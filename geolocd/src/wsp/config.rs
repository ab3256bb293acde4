//! Provider configuration document.
//!
//! ```json
//! {
//!   "providers": [
//!     {
//!       "name": "google",
//!       "apiKey": "AIza...",
//!       "signingKey": "vNIXE0xscrmjlyV-12Nj_BvUPaw=",
//!       "features": {
//!         "geocode": "https://maps.googleapis.com/maps/api/geocode/json",
//!         "reverseGeocode": "https://maps.googleapis.com/maps/api/geocode/json"
//!       }
//!     }
//!   ]
//! }
//! ```

use std::collections::{BTreeMap, HashSet};
use std::path::{Path, PathBuf};

use serde::{Deserialize, Serialize};
use thiserror::Error;

use super::types::{FeatureSet, WspFeature};

#[derive(Debug, Error)]
pub enum WspConfigError {
    #[error("Failed to read provider config {path}: {source}")]
    Read {
        path: PathBuf,
        #[source]
        source: std::io::Error,
    },

    #[error("Invalid provider config: {0}")]
    Parse(#[from] serde_json::Error),

    #[error("Provider '{0}' is defined more than once")]
    DuplicateProvider(String),

    #[error("Provider entry {0} has an empty name")]
    MissingName(usize),
}

/// One provider: name, credentials and the URL of each supported feature.
///
/// A feature is supported exactly when it has a URL.
#[derive(Debug, Clone, PartialEq, Eq, Default, Serialize, Deserialize)]
#[serde(rename_all = "camelCase")]
pub struct WspRecord {
    pub name: String,
    #[serde(default)]
    pub api_key: String,
    /// Secret used for URL signatures. Falls back to the API key.
    #[serde(default, skip_serializing_if = "Option::is_none")]
    pub signing_key: Option<String>,
    #[serde(default)]
    pub features: BTreeMap<WspFeature, String>,
}

impl WspRecord {
    pub fn feature_set(&self) -> FeatureSet {
        self.features.keys().copied().collect()
    }

    pub fn url(&self, feature: WspFeature) -> Option<&str> {
        self.features.get(&feature).map(String::as_str)
    }

    /// Secret for [`sign_url`](super::sign_url).
    pub fn signing_secret(&self) -> &str {
        self.signing_key.as_deref().unwrap_or(&self.api_key)
    }
}

#[derive(Debug, Clone, PartialEq, Eq, Default, Serialize, Deserialize)]
pub struct WspConfig {
    #[serde(default)]
    pub providers: Vec<WspRecord>,
}

impl WspConfig {
    pub fn load(path: &Path) -> Result<Self, WspConfigError> {
        let content = std::fs::read_to_string(path).map_err(|source| WspConfigError::Read {
            path: path.to_path_buf(),
            source,
        })?;
        Self::parse(&content)
    }

    pub fn parse(json: &str) -> Result<Self, WspConfigError> {
        let config: WspConfig = serde_json::from_str(json)?;

        let mut seen = HashSet::new();
        for (i, record) in config.providers.iter().enumerate() {
            if record.name.trim().is_empty() {
                return Err(WspConfigError::MissingName(i));
            }
            if !seen.insert(record.name.as_str()) {
                return Err(WspConfigError::DuplicateProvider(record.name.clone()));
            }
        }
        Ok(config)
    }

    pub fn provider(&self, name: &str) -> Option<&WspRecord> {
        self.providers.iter().find(|p| p.name == name)
    }
}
━━━━━━━━━━━━━━━━
All entries above are to be repeated verbatim, down to the last line.

filename geolocd/src/wsp/config.rs
repository ab3256bb293acde4
//! Provider configuration document.
//!
//! ```json
//! {
//!   "providers": [
//!     {
//!       "name": "google",
//!       "apiKey": "AIza...",
//!       "signingKey": "vNIXE0xscrmjlyV-12Nj_BvUPaw=",
//!       "features": {
//!         "geocode": "https://maps.googleapis.com/maps/api/geocode/json",
//!         "reverseGeocode": "https://maps.googleapis.com/maps/api/geocode/json"
//!       }
//!     }
//!   ]
//! }
//! ```

use std::collections::{BTreeMap, HashSet};
use std::path::{Path, PathBuf};

use serde::{Deserialize, Serialize};
use thiserror::Error;

use super::types::{FeatureSet, WspFeature};

#[derive(Debug, Error)]
pub enum WspConfigError {
    #[error("Failed to read provider config {path}: {source}")]
    Read {
        path: PathBuf,
        #[source]
        source: std::io::Error,
    },

    #[error("Invalid provider config: {0}")]
    Parse(#[from] serde_json::Error),

    #[error("Provider '{0}' is defined more than once")]
    DuplicateProvider(String),

    #[error("Provider entry {0} has an empty name")]
    MissingName(usize),
}

/// One provider: name, credentials and the URL of each supported feature.
///
/// A feature is supported exactly when it has a URL.
#[derive(Debug, Clone, PartialEq, Eq, Default, Serialize, Deserialize)]
#[serde(rename_all = "camelCase")]
pub struct WspRecord {
    pub name: String,
    #[serde(default)]
    pub api_key: String,
    /// Secret used for URL signatures. Falls back to the API key.
    #[serde(default, skip_serializing_if = "Option::is_none")]
    pub signing_key: Option<String>,
    #[serde(default)]
    pub features: BTreeMap<WspFeature, String>,
}

impl WspRecord {
    pub fn feature_set(&self) -> FeatureSet {
        self.features.keys().copied().collect()
    }

    pub fn url(&self, feature: WspFeature) -> Option<&str> {
        self.features.get(&feature).map(String::as_str)
    }

    /// Secret for [`sign_url`](super::sign_url).
    pub fn signing_secret(&self) -> &str {
        self.signing_key.as_deref().unwrap_or(&self.api_key)
    }
}

#[derive(Debug, Clone, PartialEq, Eq, Default, Serialize, Deserialize)]
pub struct WspConfig {
    #[serde(default)]
    pub providers: Vec<WspRecord>,
}

impl WspConfig {
    pub fn load(path: &Path) -> Result<Self, WspConfigError> {
        let content = std::fs::read_to_string(path).map_err(|source| WspConfigError::Read {
            path: path.to_path_buf(),
            source,
        })?;
        Self::parse(&content)
    }

    pub fn parse(json: &str) -> Result<Self, WspConfigError> {
        let config: WspConfig = serde_json::from_str(json)?;

        let mut seen = HashSet::new();
        for (i, record) in config.providers.iter().enumerate() {
            if record.name.trim().is_empty() {
                return Err(WspConfigError::MissingName(i));
            }
            if !seen.insert(record.name.as_str()) {
                return Err(WspConfigError::DuplicateProvider(record.name.clone()));
            }
        }
        Ok(config)
    }

    pub fn provider(&self, name: &str) -> Option<&WspRecord> {
        self.providers.iter().find(|p| p.name == name)
    }
}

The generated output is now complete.